CLOVIS ET LES MÉROVINGIENS

 

PIÈCES JUSTIFICATIVES ET ADDITIONS.

 

 

EXTRAITS DE L'ANTIQUAIRE LE BLANC SUR LES MONNAIES MÉROVINGIENNES

ET DU PÈRE MONTFAUCON SUR LES MONUMENTS DE LA MONARCHIE FRANÇAISE.

 

(Première race)

On ne pourrait expliquer les événements d'un règne ni en fixer les dates, si l'on n'étudiait les monnaies contemporaines : tel est le travail de Le Blanc, d'une exactitude remarquable. La Gaule avait accepté ou subi les monnaies de l'Empire romain ; elle en frappa elle-même sur ces modèles dans ses trois grands ateliers : Arles, la ville impériale (elles sont d'un grand fini), Lyon, centre d'une riche circulation, Limoges, qui fut l'atelier franco-gaulois où travailla saint Éloi. Limoges fut une sorte d'école monétaire ; elle devint le dépôt de l'or et de l'argent fort abondant dans les Gaules, qui, alors, avaient des mines exploitées. Marseille avait son monogramme particulier, et le nom de saint Eloi se trouve sur l'exergue de plusieurs monnaies.

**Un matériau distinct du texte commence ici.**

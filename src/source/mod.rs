//! # Configuration sources polled by the configuration process.
//!
//! - [`ConfigurationSource`] `load_configuration() -> id → raw job config`
//! - [`FileConfigurationSource`] JSON file
//! - [`MockConfigurationSource`] in-memory, for tests and demos
//! - [`ShardingConfigurationSource`] keeps only this instance's shard of another source

mod cluster;
mod source;

pub use cluster::{
    ClusterConfiguration, ClusterConfigurationProvider, ENV_INSTANCE_NUMBER, ENV_NUMBER_OF_INSTANCES,
    EnvironmentClusterConfigurationProvider, FileClusterConfigurationProvider,
    ShardingConfigurationSource,
};
pub use source::{ConfigurationSource, FileConfigurationSource, MockConfigurationSource};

Il nous reste trois tiers de sol d'or qui portent le nom de Clovis ; le dernier est de Clovis II ; sur ces tiers de sol on voit la tête du roi, ceinte d'un diadème avec cette inscription : Clodovicus Rex, et au revers une croix entre un alpha et un oméga ; elle est frappée à Paris (Parisiis CIV). Le sol d'or, le demi-sol, le tiers de sol d'or étaient eu usage parmi les Gallo-Romains ; ils ont le même poids que ceux de l'Empire à son déclin, 85 grammes et 1/3.

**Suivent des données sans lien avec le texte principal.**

//! # Lifecycle events emitted by the supervisor.
//!
//! The [`EventKind`] enum classifies event types across four categories:
//! - **Job events**: configuration diff and process lifecycle of one job
//! - **Configuration process events**: meta-supervision of the config child
//! - **Supervisor events**: shutdown and draining
//! - **Subscriber events**: fan-out health (overflow, panic)
//!
//! The [`Event`] struct carries optional metadata: job id, pid, exit status,
//! delays and a human-readable reason.
//!
//! ## Ordering guarantees
//! Each event has a globally unique sequence number (`seq`) that increases monotonically.
//!
//! ## Example
//! ```rust
//! use std::time::Duration;
//! use procvisor::{Event, EventKind, ExitStatus};
//!
//! let ev = Event::new(EventKind::JobExited)
//!     .with_job("7")
//!     .with_pid(4242)
//!     .with_status(ExitStatus::Exited(1))
//!     .with_delay(Duration::from_secs(2));
//!
//! assert_eq!(ev.kind, EventKind::JobExited);
//! assert_eq!(ev.job.as_deref(), Some("7"));
//! assert_eq!(ev.delay_ms, Some(2000));
//! ```

use std::sync::Arc;
use std::sync::atomic::{AtomicU64, Ordering as AtomicOrdering};
use std::time::{Duration, SystemTime};

use crate::jobs::{ExitStatus, Pid};

/// Global sequence counter for event ordering.
static EVENT_SEQ: AtomicU64 = AtomicU64::new(0);

/// Classification of runtime events.
#[derive(Debug, Clone, Copy, PartialEq, Eq)]
pub enum EventKind {
    // === Job configuration ===
    /// Job reported for the first time.
    ///
    /// Sets: `job`, `reason` (job name)
    JobAdded,

    /// Job `mtime` advanced.
    ///
    /// Sets: `job`, `reason` (job name)
    JobUpdated,

    /// Job no longer reported by the configuration source.
    ///
    /// Sets: `job`
    JobRemoved,

    /// Removed job deleted from the store.
    ///
    /// Sets: `job`
    JobPurged,

    /// Job config failed validation and was dropped.
    ///
    /// Sets: `job`, `reason` (field errors)
    JobRejected,

    // === Job processes ===
    /// Worker process launched.
    ///
    /// Sets: `job`, `pid`
    JobStarted,

    /// Worker process could not be launched.
    ///
    /// Sets: `job`, `reason`
    JobStartFailed,

    /// SIGTERM sent.
    ///
    /// Sets: `job`, `pid`
    JobStopping,

    /// Graceful stop timed out; SIGKILL sent.
    ///
    /// Sets: `job`, `pid`
    JobKilled,

    /// Worker process reaped.
    ///
    /// Sets: `job`, `pid`, `status`, `delay_ms` (time until it may start again)
    JobExited,

    /// Operator requested a restart.
    ///
    /// Sets: `job`, `reason` (response text)
    RestartRequested,

    // === Configuration process ===
    /// Configuration process launched.
    ///
    /// Sets: `pid`, `attempt` (retry count), `delay_ms` (backoff applied before launch)
    ConfigProcessStarted,

    /// Configuration process signalled readiness.
    ///
    /// Sets: `pid`
    ConfigProcessReady,

    /// Configuration process reaped.
    ///
    /// Sets: `pid`, `status`
    ConfigProcessExited,

    /// New configuration applied to the job store.
    ///
    /// Sets: `reason` (summary)
    ConfigApplied,

    // === Supervisor ===
    /// Shutdown requested (signal or `stop` command).
    ///
    /// Sets: `reason`
    ShutdownRequested,

    /// Every child has been reaped; the supervisor is about to exit.
    Drained,

    // === Subscribers ===
    /// Subscriber panicked during event processing.
    ///
    /// Sets: `reason` (subscriber name and panic info)
    SubscriberPanicked,

    /// Subscriber dropped an event (queue full or worker closed).
    ///
    /// Sets: `reason`
    SubscriberOverflow,
}

/// Runtime event with optional metadata.
///
/// - `seq`: monotonic global sequence for ordering
/// - `at`: wall-clock timestamp
/// - other optional fields are set depending on the [`EventKind`]
#[derive(Clone, Debug)]
pub struct Event {
    /// Globally unique, monotonically increasing sequence number.
    pub seq: u64,
    /// Wall-clock timestamp.
    pub at: SystemTime,
    /// Event classification.
    pub kind: EventKind,
    /// Job id, if applicable.
    pub job: Option<Arc<str>>,
    /// Process id, if applicable.
    pub pid: Option<Pid>,
    /// Exit status of a reaped process.
    pub status: Option<ExitStatus>,
    /// Delay in milliseconds (backoff, restart).
    pub delay_ms: Option<u64>,
    /// Retry / attempt counter.
    pub attempt: Option<u32>,
    /// Human-readable reason.
    pub reason: Option<Arc<str>>,
}

impl Event {
    /// Creates a new event of the given kind with current timestamp and next sequence number.
    pub fn new(kind: EventKind) -> Self {
        Self {
            seq: EVENT_SEQ.fetch_add(1, AtomicOrdering::Relaxed),
            at: SystemTime::now(),
            kind,
            job: None,
            pid: None,
            status: None,
            delay_ms: None,
            attempt: None,
            reason: None,
        }
    }

    /// Attaches a job id.
    #[inline]
    pub fn with_job(mut self, job: impl AsRef<str>) -> Self {
        self.job = Some(Arc::from(job.as_ref()));
        self
    }

    /// Attaches a pid.
    #[inline]
    pub fn with_pid(mut self, pid: Pid) -> Self {
        self.pid = Some(pid);
        self
    }

    /// Attaches an exit status.
    #[inline]
    pub fn with_status(mut self, status: ExitStatus) -> Self {
        self.status = Some(status);
        self
    }

    /// Attaches a delay (stored as milliseconds).
    #[inline]
    pub fn with_delay(mut self, d: Duration) -> Self {
        self.delay_ms = Some(d.as_millis().min(u128::from(u64::MAX)) as u64);
        self
    }

    /// Attaches an attempt counter.
    #[inline]
    pub fn with_attempt(mut self, n: u32) -> Self {
        self.attempt = Some(n);
        self
    }

    /// Attaches a human-readable reason.
    #[inline]
    pub fn with_reason(mut self, reason: impl Into<Arc<str>>) -> Self {
        self.reason = Some(reason.into());
        self
    }

    /// Creates a subscriber overflow event.
    #[inline]
    pub fn subscriber_overflow(subscriber: &'static str, reason: &'static str) -> Self {
        Event::new(EventKind::SubscriberOverflow)
            .with_reason(format!("subscriber={subscriber} reason={reason}"))
    }

    /// Creates a subscriber panic event.
    #[inline]
    pub fn subscriber_panicked(subscriber: &'static str, info: String) -> Self {
        Event::new(EventKind::SubscriberPanicked)
            .with_reason(format!("subscriber={subscriber} info={info}"))
    }
}

#[cfg(test)]
mod tests {
    use super::*;

    #[test]
    fn test_sequence_is_monotonic() {
        let a = Event::new(EventKind::JobAdded);
        let b = Event::new(EventKind::JobAdded);
        assert!(b.seq > a.seq);
    }

    #[test]
    fn test_subscriber_events_name_the_subscriber() {
        let ev = Event::subscriber_overflow("audit", "full");
        assert_eq!(ev.kind, EventKind::SubscriberOverflow);
        assert_eq!(ev.reason.as_deref(), Some("subscriber=audit reason=full"));
    }
}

On peut attribuer à Clovis trois médailles d'or qui portent l'exergue d'Essone, près de Corbeil[1] (Exona fici). Il reste deux tiers de sol d'or de Théodoric Ier : la tête du roi est ceinte d'un diadème de perle, et porte pour légende : Mettis, la ville de Metz. Une autre médaille porte pour titre : Theuderico, avec le monogramme de Christus et pour légende : Arastes, qui apparemment était le duc ou le comte de la ville. Plusieurs monnaies portent le nom de Théodebert. Les deux premières sont des sols d'or, toutes les autres sont des tiers de sols, si Ton excepte la dernière qui est du billon ou du cuivre. On voit sur les deux premières monnaies, Théodebert couvert d'une manière de bonnet ou de casque garni de perles et de pierreries, que quelques-uns prennent pour un diadème semblable à ceux des empereurs de Constantinople. Il tient de la main droite un javelot, et son bras gauche est couvert d'un écu sur lequel on voit un cavalier, et pour légende : D. N. Theodebertus victor.... Ces deux lettres D. N., qui signifient Dominus Noster, se trouvent rarement sur les monnaies : sur le revers de ces deux monnaies, il y a une Victoire qui tient d'une main une croix, et de l'autre le globe de la terre, et pour inscription, Victoria. Ces deux sols sont en tout point semblables à ceux de Justinien, excepté le mot Theodebertus. La troisième a d'un c6lé le buste de Théodebert, couronné d'un diadème de perles, et pour légende : D. N. Theodebertus ; sur le revers une victoire assise et point d'inscription. La quatrième a pour légende du côté de la tête, ...toria, qui est une partie du mot Victoria. De l'autre côté il y a une manière de tour, avec le mot Mettis, et pour légende : Victoria Theodeberti. La cinquième a pareillement le buste de Théodebert ceint d'un diadème de perles, et pour légende : Theodeberti et un v renversé avec un i qui sont les deux premières lettres de Victoria. Si Ton veut que ce soit un a, ces deux lettres pourront faire Augusti, en sous-entendant le mot de moneta ou de Victoria qui était peut-être sur le revers. Pour la sixième et septième, qui sont aussi des tiers de sol d'or, on ne voit rien qui puisse plutôt les donner à Théodebert Ier qu'à Théodebert II. La dernière des monnaies de Théodebert a d'un côté le monogramme de Christus avec cette légende : Teudeberte ; sur le revers il y a une croix avec le mot Cabilonnu, qui est la ville de Châlon-sur-Saône.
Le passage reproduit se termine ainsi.